» WHAT THE TASK ASKS: Among the entries that follow, the required portion opens with the line containing "return None;" and closes with the line containing "let is_g_or_c_file = matches!(mv.to.file(), File::G". Give that portion again exactly, and nothing else.

★ ★ ★ ★

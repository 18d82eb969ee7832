//! Error types for the board client

use thiserror::Error;

pub type ApiResult<T> = Result<T, ApiError>;

#[derive(Error, Debug)]
pub enum ApiError {
    #[error("HTTP request failed: {0}")]
    Http(#[from] reqwest::Error),

    #[error("Failed to decode server event: {0}")]
    Decode(#[from] serde_json::Error),

    #[error("Server rejected the request ({status}): {message}")]
    Rejected { status: u16, message: String },

    #[error("Mock response not configured for: {0}")]
    NotConfigured(String),
}
//! UCI (Universal Chess Interface) move codec.
//!
//! The codec is the filter between the device line channel and the rest of
//! the bridge: a line either parses as a move here or is treated as plain
//! diagnostic text by the caller.

use cozy_chess::{File, Move, Rank, Square};

use crate::converters::{
    file_from_char, format_piece, format_square, promotion_from_char, rank_from_char,
};

/// Parse strict UCI move notation.
///
/// Exactly 4 characters (`file rank file rank`, files `a-h`, ranks `1-8`),
/// optionally followed by exactly one promotion piece from `qrbn`.
/// Case-sensitive; no whitespace handling — callers trim upstream.
/// Returns `None` for anything else.
pub fn parse_uci(s: &str) -> Option<Move> {
    let mut chars = s.chars();
    let from = Square::new(
        file_from_char(chars.next()?)?,
        rank_from_char(chars.next()?)?,
    );
    let to = Square::new(
        file_from_char(chars.next()?)?,
        rank_from_char(chars.next()?)?,
    );
    let promotion = match chars.next() {
        Some(c) => Some(promotion_from_char(c)?),
        None => None,
    };
    if chars.next().is_some() {
        return None;
    }
    Some(Move {
        from,
        to,
        promotion,
    })
}

/// Format a move in UCI notation (e.g., "e2e4", "e7e8q").
pub fn format_uci_move(mv: Move) -> String {
    let mut s = format!("{}{}", format_square(mv.from), format_square(mv.to));
    if let Some(promo) = mv.promotion {
        s.push(format_piece(promo));
    }
    s
}

/// Convert UCI castling notation to cozy_chess notation.
///
/// UCI uses standard notation (king moves 2 squares): e1g1, e1c1, e8g8, e8c8.
/// cozy_chess uses king-to-rook notation: e1h1, e1a1, e8h8, e8a8.
///
/// Checks whether the move looks like UCI castling and converts it by
/// finding the matching legal move; anything else passes through unchanged.
pub fn normalize_castling(mv: Move, legal_moves: &[Move]) -> Move {
    let is_rank_1_or_8 = matches!(mv.from.rank(), Rank::First | Rank::Eighth);
    let is_e_file = matches!(mv.from.file(), File::E);
    let is_g_or_c_file = matches!(mv.to.file(), File::G | File::C);

    if is_rank_1_or_8 && is_e_file && is_g_or_c_file && mv.promotion.is_none() {
        let target_square = match (mv.from.rank(), mv.to.file()) {
            (Rank::First, File::G) => Square::new(File::H, Rank::First),
            (Rank::First, File::C) => Square::new(File::A, Rank::First),
            (Rank::Eighth, File::G) => Square::new(File::H, Rank::Eighth),
            (Rank::Eighth, File::C) => Square::new(File::A, Rank::Eighth),
            _ => return mv,
        };

        let converted = Move {
            from: mv.from,
            to: target_square,
            promotion: None,
        };

        // Only convert if the king-to-rook form is actually legal here;
        // a plain king move to g/c stays as-is.
        if legal_moves.contains(&converted) {
            return converted;
        }
    }

    mv
}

★ ★ ★ ★

» SOLUTION BELOW:
        return None;
    }
    Some(Move {
        from,
        to,
        promotion,
    })
}

/// Format a move in UCI notation (e.g., "e2e4", "e7e8q").
pub fn format_uci_move(mv: Move) -> String {
    let mut s = format!("{}{}", format_square(mv.from), format_square(mv.to));
    if let Some(promo) = mv.promotion {
        s.push(format_piece(promo));
    }
    s
}

/// Convert UCI castling notation to cozy_chess notation.
///
/// UCI uses standard notation (king moves 2 squares): e1g1, e1c1, e8g8, e8c8.
/// cozy_chess uses king-to-rook notation: e1h1, e1a1, e8h8, e8a8.
///
/// Checks whether the move looks like UCI castling and converts it by
/// finding the matching legal move; anything else passes through unchanged.
pub fn normalize_castling(mv: Move, legal_moves: &[Move]) -> Move {
    let is_rank_1_or_8 = matches!(mv.from.rank(), Rank::First | Rank::Eighth);
    let is_e_file = matches!(mv.from.file(), File::E);
    let is_g_or_c_file = matches!(mv.to.file(), File::G | File::C);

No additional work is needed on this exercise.